Addiction circuitry in the human brain

Abstract

A major challenge in understanding substance-use disorders lies in uncovering why some individuals become addicted when exposed to drugs, whereas others do not. Although genetic, developmental, and environmental factors are recognized as major contributors to a person's risk of becoming addicted, the neurobiological processes that underlie this vulnerability are still poorly understood. Imaging studies suggest that individual variations in key dopamine-modulated brain circuits, including circuits involved in reward, memory, executive function, and motivation, contribute to some of the differences in addiction vulnerability. A better understanding of the main circuits affected by chronic drug use and the influence of social stressors, developmental trajectories, and genetic background on these circuits is bound to lead to a better understanding of addiction and to more effective strategies for the prevention and treatment of substance-use disorders.

Figure 1

Pharmacokinetics of cocaine and methamphetamine in the human brain and relationship to the drug-induced “high.” (a) Axial brain images of the distribution of [¹¹C]cocaine and [¹¹C]methamphetamine at different times (minutes) after their administration. (b) Time activity curves for the concentration of [¹¹C]cocaine and [¹¹C]methamphetamine in striatum alongside the temporal course for the “high” experienced after intravenous administration of these drugs. Modified from References and . Note that the fast brain uptake of these drugs corresponds with the temporal course of the “high,” which suggests that the “high” is associated with the “rate of dopamine increases.”

Figure 2

Dopamine (DA) changes induced by intravenous methylphenidate (MPH) in controls and in active cocaine abusers and by cocaine cues in active cocaine abusers. (a) Average nondisplaceable binding potential (BP_ND) images of [¹¹C]raclopride in active cocaine-addicted subjects and controls tested after placebo and after intravenous MPH. MPH reduced D2R availability in controls but not in cocaine-addicted subjects.
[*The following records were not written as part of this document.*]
//! Engine process detection and spawning.

use std::io;
use std::path::PathBuf;
use std::process::Stdio;

use thiserror::Error;
use tokio::io::{AsyncBufReadExt, AsyncRead, BufReader};
use tokio::process::{Child, Command};

use super::equalizer::Equalizer;

#[derive(Error, Debug)]
pub enum ProcessError {
  #[error("Engine executable not found")]
  NotFound,
  #[error("Failed to spawn engine: {0}")]
  SpawnFailed(#[from] io::Error),
  #[error("Failed to signal engine process {pid}: {source}")]
  SignalFailed { pid: u32, source: io::Error },
}

/// Control over a running engine process.
///
/// Every method is non-blocking; callers poll [`EngineChild::has_exited`]
/// rather than waiting.
pub trait EngineChild: Send {
  /// OS process id, if the process has not been reaped yet.
  fn pid(&self) -> Option<u32>;

  /// Whether the process has exited. Reaps it if so.
  fn has_exited(&mut self) -> io::Result<bool>;

  /// Ask the process to quit (SIGTERM on unix).
  fn terminate(&mut self) -> Result<(), ProcessError>;

  /// Force the process down through the child handle.
  fn kill(&mut self) -> Result<(), ProcessError>;

  /// Last resort: unconditional kill by pid, ignoring the child handle state.
  fn reap(&mut self) -> Result<(), ProcessError>;
}

/// Starts engine processes. Implemented by [`VlcLauncher`] in production.
pub trait EngineLauncher: Send + Sync {
  /// Spawn an engine serving its control protocol on `127.0.0.1:port`.
  fn launch(&self, port: u16, equalizer: &Equalizer) -> Result<Box<dyn EngineChild>, ProcessError>;
}

/// Find the engine executable in common locations.
pub fn find_engine() -> Option<PathBuf> {
  // Check PATH first
  if let Ok(path) = which::which("vlc") {
    return Some(path);
  }

  #[cfg(windows)]
  {
    let common_paths = [
      r"C:\Program Files\VideoLAN\VLC\vlc.exe",
      r"C:\Program Files (x86)\VideoLAN\VLC\vlc.exe",
    ];
    for path in common_paths {
      let p = PathBuf::from(path);
      if p.exists() {
        return Some(p);
      }
    }
  }

  #[cfg(target_os = "macos")]
  {
    let common_paths = [
      "/Applications/VLC.app/Contents/MacOS/VLC",
      "/usr/local/bin/vlc",
      "/opt/homebrew/bin/vlc",
    ];
    for path in common_paths {
      let p = PathBuf::from(path);
      if p.exists() {
        return Some(p);
      }
    }
  }

  #[cfg(target_os = "linux")]
  {
    let common_paths = ["/usr/bin/vlc", "/usr/local/bin/vlc", "/snap/bin/vlc"];
    for path in common_paths {
      let p = PathBuf::from(path);
      if p.exists() {
        return Some(p);
      }
    }
  }

  None
}

/// Launches VLC in remote-control mode.
#[derive(Debug, Clone)]
pub struct VlcLauncher {
  program: PathBuf,
  working_dir: Option<PathBuf>,
  extra_args: Vec<String>,
}

impl VlcLauncher {
  /// Use `program` if given, otherwise look the engine up.
  pub fn new(
    program: Option<PathBuf>,
    working_dir: Option<PathBuf>,
    extra_args: Vec<String>,
  ) -> Result<Self, ProcessError> {
    let program = program
      .or_else(find_engine)
      .ok_or(ProcessError::NotFound)?;
    Ok(Self {
      program,
      working_dir,
      extra_args,
    })
  }

  pub fn program(&self) -> &PathBuf {
    &self.program
  }

  /// Command line for an engine bound to `port`.
  pub fn args(&self, port: u16, equalizer: &Equalizer) -> Vec<String> {
    let mut args = vec![
      "--audio-filter".to_string(),
      "equalizer".to_string(),
      "--no-equalizer-2pass".to_string(),
      "--equalizer-preamp".to_string(),
      equalizer.preamp().to_string(),
      "--equalizer-bands".to_string(),
      equalizer.band_string(),
      "-I".to_string(),
      "rc".to_string(),
      "--rc-host".to_string(),
      format!("127.0.0.1:{}", port),
    ];
    args.extend(self.extra_args.iter().cloned());
    args
  }
}

impl EngineLauncher for VlcLauncher {
  fn launch(&self, port: u16, equalizer: &Equalizer) -> Result<Box<dyn EngineChild>, ProcessError> {
    let args = self.args(port, equalizer);
    log::info!("Spawning engine: {:?} {:?}", self.program, args);

    let mut cmd = Command::new(&self.program);
    cmd
      .args(&args)
      .stdin(Stdio::null())
      .stdout(Stdio::piped())
      .stderr(Stdio::piped())
      .kill_on_drop(true);

    if let Some(dir) = &self.working_dir {
      cmd.current_dir(dir);
    }

    #[cfg(windows)]
    {
      const CREATE_NO_WINDOW: u32 = 0x0800_0000;
      cmd.creation_flags(CREATE_NO_WINDOW);
    }

    let mut child = cmd.spawn()?;

    if let Some(stdout) = child.stdout.take() {
      forward_output(port, stdout);
    }
    if let Some(stderr) = child.stderr.take() {
      forward_output(port, stderr);
    }

    Ok(Box::new(EngineProcess { child }))
  }
}

/// Drain a process output pipe into the log so the engine never blocks on it.
fn forward_output<R>(port: u16, pipe: R)
where
  R: AsyncRead + Send + Unpin + 'static,
{
  tokio::spawn(async move {
    let mut lines = BufReader::new(pipe).lines();
    while let Ok(Some(line)) = lines.next_line().await {
      log::debug!(target: "engine", "[{}] {}", port, line);
    }
  });
}

/// A spawned engine process.
pub struct EngineProcess {
  child: Child,
}

impl EngineChild for EngineProcess {
  fn pid(&self) -> Option<u32> {
    self.child.id()
  }

  fn has_exited(&mut self) -> io::Result<bool> {
    Ok(self.child.try_wait()?.is_some())
  }

  #[cfg(unix)]
  fn terminate(&mut self) -> Result<(), ProcessError> {
    match self.child.id() {
      Some(pid) => signal(pid, libc::SIGTERM),
      None => Ok(()),
    }
  }

  #[cfg(not(unix))]
  fn terminate(&mut self) -> Result<(), ProcessError> {
    self.kill()
  }

  fn kill(&mut self) -> Result<(), ProcessError> {
    let pid = self.child.id().unwrap_or_default();
    self
      .child
      .start_kill()
      .map_err(|source| ProcessError::SignalFailed { pid, source })
  }

  #[cfg(unix)]
  fn reap(&mut self) -> Result<(), ProcessError> {
    if let Some(pid) = self.child.id() {
      signal(pid, libc::SIGKILL)?;
    }
    let _ = self.child.try_wait();
    Ok(())
  }

  #[cfg(not(unix))]
  fn reap(&mut self) -> Result<(), ProcessError> {
    self.kill()?;
    let _ = self.child.try_wait();
    Ok(())
  }
}

#[cfg(unix)]
fn signal(pid: u32, sig: libc::c_int) -> Result<(), ProcessError> {
  // SAFETY: kill(2) has no memory-safety preconditions.
  let rc = unsafe { libc::kill(pid as libc::pid_t, sig) };
  if rc == 0 {
    Ok(())
  } else {
    Err(ProcessError::SignalFailed {
      pid,
      source: io::Error::last_os_error(),
    })
  }
}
Note that cocaine abusers show both decreases in baseline striatal D2R availability (placebo measure) and decreases in DA release when given intravenous MPH (measured as decreases in D2R availability from baseline). (b) Average BP_ND images of [¹¹C]raclopride in cocaine abusers tested while viewing a neutral video (nature scenes) and while viewing a cocaine-cues video (subjects administering cocaine). The cocaine cues decreased D2R in caudate and putamen. Modified from Reference . Note that cocaine-addicted subjects did not respond to intravenous MPH but instead responded to the cocaine-cues exposure.

Figure 3

Brain dopamine D2 receptors (D2R) in controls and in methamphetamine abusers and alcoholics and association between D2R in the striatum and metabolism in the orbitofrontal cortex. (a) Average brain images for D2R availability (BP_ND) in control subjects and in methamphetamine abusers obtained with [¹¹C]raclopride. (b) Average brain images for D2R availability (BP_ND) in control subjects and in alcoholics obtained with [¹¹C]raclopride. (c) Correlations between striatal D2R and metabolism in the orbitofrontal cortex (OFC) in methamphetamine abusers (top) and in alcoholics (bottom). Modified from Reference .

Figure 4

(a) Areas of the brain where metabolism differed when cocaine abusers were exposed to the cocaine-cues video with a directive to purposefully inhibit craving versus when they were exposed to the cocaine-cues video with no inhibition. Metabolism was significantly lower in the right NAc and in the right orbitofrontal cortex with inhibition than it was without inhibition (statistical parametric mapping results p < 0.005 not corrected, cluster > 100 voxels). (b) Regression slope for the differences in metabolism (inhibition versus no inhibition) in the right NAc and in the right BA 44 (r = −0.55, p < 0.006).